Fiction vs History?

Otto ottosell at yahoo.de
Sun Oct 24 11:31:17 CDT 2004


> >
> >At 5:45 PM -0700 10/22/04, aleach67 at mac.com wrote:
> > >>Historians themselves -- good ones -- since the mid-nineteenth century
> >have recognised that the line between history and fiction is blurred.
> >
> >Just because the line between black and white is blurred by a whole lot
of
> >grey does not mean there is no black or white.  Eliminating defined
> >distinctions is regressing to pre-cognition not moving toward
> >metacognition.
>

A nice example of logocentrism. Nice binary oppositions.

history vs fiction
black vs white
pre-cognition vs metacognition

And of course white is better than black.
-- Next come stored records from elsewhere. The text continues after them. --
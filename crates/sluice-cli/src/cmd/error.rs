use sluice_core::HarnessError;
use thiserror::Error;

#[derive(Debug, Error)]
pub enum CliError {
    #[error("config: {0}")]
    Config(String),

    #[error(transparent)]
    Harness(#[from] HarnessError),
}
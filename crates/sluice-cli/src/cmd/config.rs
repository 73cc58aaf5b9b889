use std::time::Duration;

use clap::Args;
use serde::Deserialize;

use sluice_core::app::{HarnessPlan, PullOptions};
use sluice_core::domain::{
    AckPolicy, ConnectSpec, ConsumerSpec, DeliverPolicy, DiscardPolicy, Durability, ReplayPolicy,
    RetentionPolicy, StorageType, StreamSpec, subject,
};

use super::error::CliError;

const DEFAULT_SUBJECT: &str = "some.subject";

// ═══════════════════════════════════════════════════════════════
//  Config file (TOML)
// ═══════════════════════════════════════════════════════════════

#[derive(Debug, Default, Deserialize)]
#[serde(deny_unknown_fields)]
pub struct Config {
    #[serde(default)]
    pub connection: ConnectionConfig,
    #[serde(default)]
    pub stream: StreamConfig,
    #[serde(default)]
    pub consumer: ConsumerConfig,
    #[serde(default)]
    pub run: RunConfig,
}

#[derive(Debug, Default, Deserialize)]
#[serde(deny_unknown_fields)]
pub struct ConnectionConfig {
    pub servers: Option<Vec<String>>,
    pub reconnect: Option<bool>,
    pub reconnect_time_wait_ms: Option<u64>,
    pub max_reconnect_attempts: Option<usize>,
    pub timeout_ms: Option<u64>,
    pub wait_on_first_connect: Option<bool>,
}

#[derive(Debug, Default, Deserialize)]
#[serde(deny_unknown_fields)]
pub struct StreamConfig {
    pub name: Option<String>,
    pub subjects: Option<Vec<String>>,
    pub retention: Option<RetentionPolicy>,
    pub discard: Option<DiscardPolicy>,
    pub storage: Option<StorageType>,
    pub replicas: Option<usize>,
    pub max_bytes: Option<i64>,
    pub max_age_ms: Option<u64>,
}

#[derive(Debug, Default, Deserialize)]
#[serde(deny_unknown_fields)]
pub struct ConsumerConfig {
    pub name: Option<String>,
    pub durability: Option<Durability>,
    pub filter_subject: Option<String>,
    pub inactive_threshold_ms: Option<u64>,
    pub ack_wait_ms: Option<u64>,
    pub ack_policy: Option<AckPolicy>,
    pub deliver_policy: Option<DeliverPolicy>,
    pub replay_policy: Option<ReplayPolicy>,
    pub max_deliver: Option<i64>,
    pub description: Option<String>,
}

#[derive(Debug, Default, Deserialize)]
#[serde(deny_unknown_fields)]
pub struct RunConfig {
    pub subject: Option<String>,
    pub publish: Option<Vec<String>>,
    pub skip_publish: Option<bool>,
    pub batch_size: Option<usize>,
    pub pull_expiry_ms: Option<u64>,
    pub max_messages: Option<u64>,
}

pub fn load_config(path: &str) -> Result<Config, CliError> {
    let content = std::fs::read_to_string(path)
        .map_err(|e| CliError::Config(format!("cannot read config {path}: {e}")))?;
    toml::from_str(&content).map_err(|e| CliError::Config(format!("bad config {path}: {e}")))
}

// ═══════════════════════════════════════════════════════════════
//  CLI args
// ═══════════════════════════════════════════════════════════════

#[derive(Args, Clone, Debug)]
pub struct RunArgs {
    /// Path to the TOML config file
    #[arg(long, default_value = "sluice.toml", env = "SLUICE_CONFIG")]
    pub config: String,

    /// Broker address (repeatable, tried in order)
    #[arg(long = "server")]
    pub servers: Vec<String>,

    /// Stream name
    #[arg(long)]
    pub stream: Option<String>,

    /// Subject captured by the stream, filtered by the consumer and published to
    #[arg(long)]
    pub subject: Option<String>,

    /// Consumer name
    #[arg(long)]
    pub consumer: Option<String>,

    /// Consumer durability: `durable` or `ephemeral` (required here or in the config)
    #[arg(long)]
    pub durability: Option<String>,

    /// Messages requested per pull
    #[arg(long)]
    pub batch_size: Option<usize>,

    /// Stop after acknowledging this many messages
    #[arg(long)]
    pub max_messages: Option<u64>,

    /// Skip the startup publish batch
    #[arg(long)]
    pub no_publish: bool,
}

// ═══════════════════════════════════════════════════════════════
//  Effective: merged config
// ═══════════════════════════════════════════════════════════════

/// Final configuration: defaults < config.toml < CLI/env.
#[derive(Debug)]
pub struct Effective {
    pub connect: ConnectSpec,
    pub plan: HarnessPlan,
}

impl Effective {
    pub fn new(args: &RunArgs) -> Result<Self, CliError> {
        let cfg = match load_config(&args.config) {
            Ok(c) => c,
            Err(e) => {
                if std::path::Path::new(&args.config).exists() {
                    return Err(e);
                }
                Config::default()
            }
        };
        Self::merge(args, cfg)
    }

    pub fn merge(args: &RunArgs, cfg: Config) -> Result<Self, CliError> {
        let Config {
            connection,
            stream,
            consumer,
            run,
        } = cfg;

        let servers = if args.servers.is_empty() {
            connection
                .servers
                .unwrap_or_else(|| vec!["nats.dev:4222".into(), "localhost:4222".into()])
        } else {
            args.servers.clone()
        };
        let mut connect = ConnectSpec::new(servers)?
            .with_reconnect(connection.reconnect.unwrap_or(true))
            .with_reconnect_time_wait(Duration::from_millis(
                connection.reconnect_time_wait_ms.unwrap_or(5_000),
            ))
            .with_max_reconnect_attempts(connection.max_reconnect_attempts.unwrap_or(100))
            .with_wait_on_first_connect(connection.wait_on_first_connect.unwrap_or(true));
        connect = connect.with_timeout(Duration::from_millis(connection.timeout_ms.unwrap_or(30_000)))?;

        let subject_override = args.subject.clone();
        let subjects = match &subject_override {
            Some(subject) => vec![subject.clone()],
            None => stream
                .subjects
                .unwrap_or_else(|| vec![DEFAULT_SUBJECT.to_string()]),
        };
        let stream_spec = StreamSpec::builder(
            args.stream
                .clone()
                .or(stream.name)
                .unwrap_or_else(|| "STREAM_NAME".into()),
        )
        .subjects(subjects)
        .retention(stream.retention.unwrap_or(RetentionPolicy::WorkQueue))
        .discard(stream.discard.unwrap_or(DiscardPolicy::Old))
        .storage(stream.storage.unwrap_or(StorageType::File))
        .replicas(stream.replicas.unwrap_or(1))
        .max_bytes(stream.max_bytes.unwrap_or(10_000_000_000))
        .max_age(Duration::from_millis(stream.max_age_ms.unwrap_or(0)))
        .build()?;

        let durability = match &args.durability {
            Some(raw) => raw.parse::<Durability>()?,
            None => consumer.durability.ok_or_else(|| {
                CliError::Config(
                    "consumer durability must be chosen explicitly: set `durability` under [consumer] or pass --durability durable|ephemeral".into(),
                )
            })?,
        };
        let filter_subject = subject_override
            .clone()
            .or(consumer.filter_subject)
            .unwrap_or_else(|| DEFAULT_SUBJECT.to_string());
        let mut consumer_builder = ConsumerSpec::builder(
            args.consumer
                .clone()
                .or(consumer.name)
                .unwrap_or_else(|| "queue-consumer".into()),
            durability,
        )
        .filter_subject(filter_subject.clone())
        .inactive_threshold(Duration::from_millis(
            consumer.inactive_threshold_ms.unwrap_or(5_000),
        ))
        .ack_wait(Duration::from_millis(consumer.ack_wait_ms.unwrap_or(2_000)))
        .ack_policy(consumer.ack_policy.unwrap_or(AckPolicy::Explicit))
        .deliver_policy(consumer.deliver_policy.unwrap_or(DeliverPolicy::All))
        .replay_policy(consumer.replay_policy.unwrap_or(ReplayPolicy::Instant))
        .max_deliver(consumer.max_deliver.unwrap_or(-1));
        consumer_builder =
            consumer_builder.description(consumer.description.unwrap_or_else(|| "queue consumer".into()));
        let consumer_spec = consumer_builder.build()?;

        let publish_subject = subject_override.or(run.subject).unwrap_or(filter_subject);
        let skip_publish = args.no_publish || run.skip_publish.unwrap_or(false);
        let payloads = if skip_publish {
            Vec::new()
        } else {
            run.publish
                .unwrap_or_else(|| vec!["1".into(), "2".into(), "3".into()])
                .into_iter()
                .map(String::into_bytes)
                .collect()
        };

        if !payloads.is_empty() && !subject::is_valid_literal(&publish_subject) {
            return Err(CliError::Config(format!(
                "cannot publish to `{publish_subject}`: set [run] subject to a subject without wildcards"
            )));
        }

        let batch_size = args.batch_size.or(run.batch_size).unwrap_or(1);
        if batch_size == 0 {
            return Err(CliError::Config("batch_size must be at least 1".into()));
        }
        let pull = PullOptions {
            batch_size,
            expires: Duration::from_millis(run.pull_expiry_ms.unwrap_or(5_000)),
            max_messages: args.max_messages.or(run.max_messages),
        };

        Ok(Self {
            connect,
            plan: HarnessPlan {
                stream: stream_spec,
                consumer: consumer_spec,
                publish_subject,
                payloads,
                pull,
            },
        })
    }
}
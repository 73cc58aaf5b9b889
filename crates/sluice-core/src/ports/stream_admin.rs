//! StreamAdmin port - stream and consumer management.

use async_trait::async_trait;

use crate::domain::{ConsumerInfo, ConsumerSpec, StreamInfo, StreamSpec};
use crate::error::HarnessError;

/// Raw management calls.
///
/// Idempotent reconciliation is built on top of these in
/// [`crate::app::reconcile`]; implementations only report what exists and
/// create what they are asked to.
#[async_trait]
pub trait StreamAdmin: Send + Sync {
    /// Look up a stream by name. `Ok(None)` when it does not exist.
    async fn stream_info(&self, name: &str) -> Result<Option<StreamInfo>, HarnessError>;

    async fn create_stream(&self, spec: &StreamSpec) -> Result<StreamInfo, HarnessError>;

    /// Look up a consumer. `Ok(None)` when the stream exists but the consumer does not.
    async fn consumer_info(
        &self,
        stream: &str,
        name: &str,
    ) -> Result<Option<ConsumerInfo>, HarnessError>;

    async fn create_consumer(
        &self,
        stream: &str,
        spec: &ConsumerSpec,
    ) -> Result<ConsumerInfo, HarnessError>;

    async fn list_consumers(&self, stream: &str) -> Result<Vec<ConsumerInfo>, HarnessError>;

    /// Returns whether the broker reported the consumer as removed.
    async fn delete_consumer(&self, stream: &str, name: &str) -> Result<bool, HarnessError>;
}
//! Publishing the startup batch.

use tracing::info;

use crate::domain::PublishAck;
use crate::error::HarnessError;
use crate::ports::MessageBus;

/// Publish `payloads` to `subject` in order, stopping at the first failure.
///
/// No retry here; the client's own send path is all there is.
pub async fn publish_batch(
    bus: &dyn MessageBus,
    subject: &str,
    payloads: &[Vec<u8>],
) -> Result<Vec<PublishAck>, HarnessError> {
    let mut acks = Vec::with_capacity(payloads.len());
    for payload in payloads {
        let ack = bus.publish(subject, payload.clone()).await?;
        info!(
            subject,
            stream = %ack.stream,
            seq = ack.sequence,
            "published message: {}",
            String::from_utf8_lossy(payload)
        );
        acks.push(ack);
    }
    Ok(acks)
}
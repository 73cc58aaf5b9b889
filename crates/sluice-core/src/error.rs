use std::fmt;

use thiserror::Error;

/// Which broker entity an error refers to.
#[derive(Debug, Clone, Copy, PartialEq, Eq)]
pub enum EntityKind {
    Stream,
    Consumer,
}

impl fmt::Display for EntityKind {
    fn fmt(&self, f: &mut fmt::Formatter<'_>) -> fmt::Result {
        match self {
            EntityKind::Stream => f.write_str("stream"),
            EntityKind::Consumer => f.write_str("consumer"),
        }
    }
}

#[derive(Debug, Error)]
pub enum HarnessError {
    #[error("connection failed: {0}")]
    Connection(String),

    #[error("{kind} `{name}` already exists with a different configuration (mismatched: {})", .fields.join(", "))]
    Conflict {
        kind: EntityKind,
        name: String,
        fields: Vec<&'static str>,
    },

    #[error("{kind} not found: {name}")]
    NotFound { kind: EntityKind, name: String },

    #[error("publish failed: {0}")]
    Publish(String),

    #[error("pull failed: {0}")]
    Pull(String),

    #[error("ack failed: {0}")]
    Ack(String),

    #[error("broker request failed: {0}")]
    Broker(String),

    #[error("invalid configuration: {0}")]
    InvalidConfig(String),

    #[error("handler failed: {0}")]
    Handler(String),
}

impl HarnessError {
    pub fn stream_not_found(name: impl Into<String>) -> Self {
        HarnessError::NotFound {
            kind: EntityKind::Stream,
            name: name.into(),
        }
    }

    pub fn consumer_not_found(name: impl Into<String>) -> Self {
        HarnessError::NotFound {
            kind: EntityKind::Consumer,
            name: name.into(),
        }
    }

    /// Is this a configuration-conflict error?
    pub fn is_conflict(&self) -> bool {
        matches!(self, HarnessError::Conflict { .. })
    }
}
//! App - the harness built from the ports.
//!
//! # Components
//! - **reconcile**: idempotent-or-conflict stream/consumer declaration
//! - **publisher**: the startup publish batch
//! - **worker_loop**: PullLoop (pull → handle → ack, single-flight)
//! - **cleanup**: ConsumerGuard (best-effort consumer removal on exit)
//! - **status**: JSON diagnostics
//! - **harness**: Harness, wiring all of the above in order

pub mod cleanup;
pub mod handler;
pub mod harness;
pub mod publisher;
pub mod reconcile;
pub mod status;
pub mod worker_loop;

pub use self::cleanup::ConsumerGuard;
pub use self::handler::{LogHandler, MessageHandler};
pub use self::harness::{Harness, HarnessPlan, RunReport};
pub use self::publisher::publish_batch;
pub use self::reconcile::{ensure_consumer, ensure_stream};
pub use self::worker_loop::{LoopState, LoopSummary, PullLoop, PullOptions};
//! ConsumerGuard - best-effort consumer removal on every exit path.

use std::sync::Arc;

use tracing::{info, warn};

use crate::ports::StreamAdmin;

/// Owns the registration of one consumer for the lifetime of a run.
///
/// - `release()` issues the delete and waits for the single attempt.
/// - Dropping an unreleased guard spawns the delete on the current runtime.
///
/// Either way there is exactly one attempt and failures are only logged.
pub struct ConsumerGuard {
    admin: Arc<dyn StreamAdmin>,
    stream: String,
    consumer: String,
    released: bool,
}

impl ConsumerGuard {
    pub fn new(admin: Arc<dyn StreamAdmin>, stream: impl Into<String>, consumer: impl Into<String>) -> Self {
        Self {
            admin,
            stream: stream.into(),
            consumer: consumer.into(),
            released: false,
        }
    }

    pub async fn release(mut self) {
        self.released = true;
        remove_consumer(self.admin.as_ref(), &self.stream, &self.consumer).await;
    }
}

impl Drop for ConsumerGuard {
    fn drop(&mut self) {
        if self.released {
            return;
        }
        let admin = Arc::clone(&self.admin);
        let stream = std::mem::take(&mut self.stream);
        let consumer = std::mem::take(&mut self.consumer);
        match tokio::runtime::Handle::try_current() {
            Ok(handle) => {
                handle.spawn(async move {
                    remove_consumer(admin.as_ref(), &stream, &consumer).await;
                });
            }
            Err(_) => warn!(%stream, %consumer, "no runtime left, consumer stays registered"),
        }
    }
}

async fn remove_consumer(admin: &dyn StreamAdmin, stream: &str, consumer: &str) {
    info!(stream, consumer, "removing consumer");
    match admin.delete_consumer(stream, consumer).await {
        Ok(true) => info!(stream, consumer, "consumer removed"),
        Ok(false) => warn!(stream, consumer, "broker did not confirm consumer removal"),
        Err(err) => warn!(stream, consumer, error = %err, "consumer removal failed"),
    }
}

#[cfg(test)]
mod tests {
    use super::*;
    use crate::domain::{ConsumerSpec, StreamSpec};
    use crate::impls::InMemoryBroker;

    async fn broker_with_consumer() -> Arc<InMemoryBroker> {
        let broker = Arc::new(InMemoryBroker::new());
        let stream = StreamSpec::builder("S").subject("s.a").build().unwrap();
        broker.create_stream(&stream).await.unwrap();
        let consumer = ConsumerSpec::durable("c").build().unwrap();
        broker.create_consumer("S", &consumer).await.unwrap();
        broker
    }

    #[tokio::test]
    async fn release_deletes_the_consumer() {
        let broker = broker_with_consumer().await;
        let guard = ConsumerGuard::new(broker.clone(), "S", "c");
        guard.release().await;

        assert_eq!(broker.delete_calls().await, vec![("S".to_string(), "c".to_string())]);
        assert!(broker.consumer_info("S", "c").await.unwrap().is_none());
    }

    #[tokio::test]
    async fn drop_attempts_deletion() {
        let broker = broker_with_consumer().await;
        {
            let _guard = ConsumerGuard::new(broker.clone(), "S", "c");
        }
        for _ in 0..10 {
            tokio::task::yield_now().await;
        }
        assert_eq!(broker.delete_calls().await.len(), 1);
    }

    #[tokio::test]
    async fn failed_deletion_is_not_retried() {
        let broker = broker_with_consumer().await;
        broker.delete_consumer("S", "c").await.unwrap();

        ConsumerGuard::new(broker.clone(), "S", "c").release().await;
        assert_eq!(broker.delete_calls().await.len(), 2);
    }
}
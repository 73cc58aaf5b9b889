//! MessageHandler - what the pull loop does with each message.

use async_trait::async_trait;
use tracing::info;

use crate::domain::ReceivedMessage;
use crate::error::HarnessError;

/// A handler for pulled messages.
///
/// Returning `Err` leaves the message un-acknowledged, so the broker
/// redelivers it once ack-wait expires.
#[async_trait]
pub trait MessageHandler: Send + Sync {
    async fn handle(&self, message: &ReceivedMessage) -> Result<(), HarnessError>;
}

/// Logs `received message: <payload>` and nothing else.
#[derive(Debug, Default, Clone, Copy)]
pub struct LogHandler;

#[async_trait]
impl MessageHandler for LogHandler {
    async fn handle(&self, message: &ReceivedMessage) -> Result<(), HarnessError> {
        info!(
            subject = %message.subject,
            seq = message.stream_sequence,
            delivered = message.delivered,
            "received message: {}",
            message.text()
        );
        Ok(())
    }
}
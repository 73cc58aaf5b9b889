use std::borrow::Cow;

use serde::{Deserialize, Serialize};

/// A message handed out by a pull subscription.
#[derive(Debug, Clone, PartialEq, Eq)]
pub struct ReceivedMessage {
    pub subject: String,
    pub payload: Vec<u8>,
    pub stream_sequence: u64,
    /// 1 on first delivery, 2 on the first redelivery, ...
    pub delivered: u64,
}

impl ReceivedMessage {
    /// Payload decoded as UTF-8 (lossy).
    pub fn text(&self) -> Cow<'_, str> {
        String::from_utf8_lossy(&self.payload)
    }

    pub fn is_redelivery(&self) -> bool {
        self.delivered > 1
    }
}

/// Broker confirmation that a published message was stored.
#[derive(Debug, Clone, PartialEq, Eq, Serialize, Deserialize)]
pub struct PublishAck {
    pub stream: String,
    pub sequence: u64,
    pub duplicate: bool,
}
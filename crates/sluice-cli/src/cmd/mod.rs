pub mod config;
pub mod error;
pub mod run;
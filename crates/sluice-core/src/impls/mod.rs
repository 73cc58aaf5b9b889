//! Impls - port implementations.
//!
//! - **NatsBroker**: JetStream over async-nats
//! - **InMemoryBroker**: in-process stand-in used by the tests

pub mod inmem_broker;
pub mod nats;

pub use self::inmem_broker::InMemoryBroker;
pub use self::nats::NatsBroker;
> This really is the whole point of this discussion.  This is why calling
> history nothing more than fiction is pernicious.
>
> Ghetta
>

Is it really? Isn't it more just challenging the claim that History makes,
that it is able to state a defining "Truth" -- as if there couldn't be
contexts/times in which a stated and widely accepted truth turns into a lie?
I don't think that "history [is] nothing more than fiction," but to forget
the implications that it inevitably includes a certain amount of
fictionality* too is in every case pernicious. Because having the power to
define the last truth is a way to inquisition. That's pernicious.

*Rob has called it correctly "select, arrange and interpret textual data."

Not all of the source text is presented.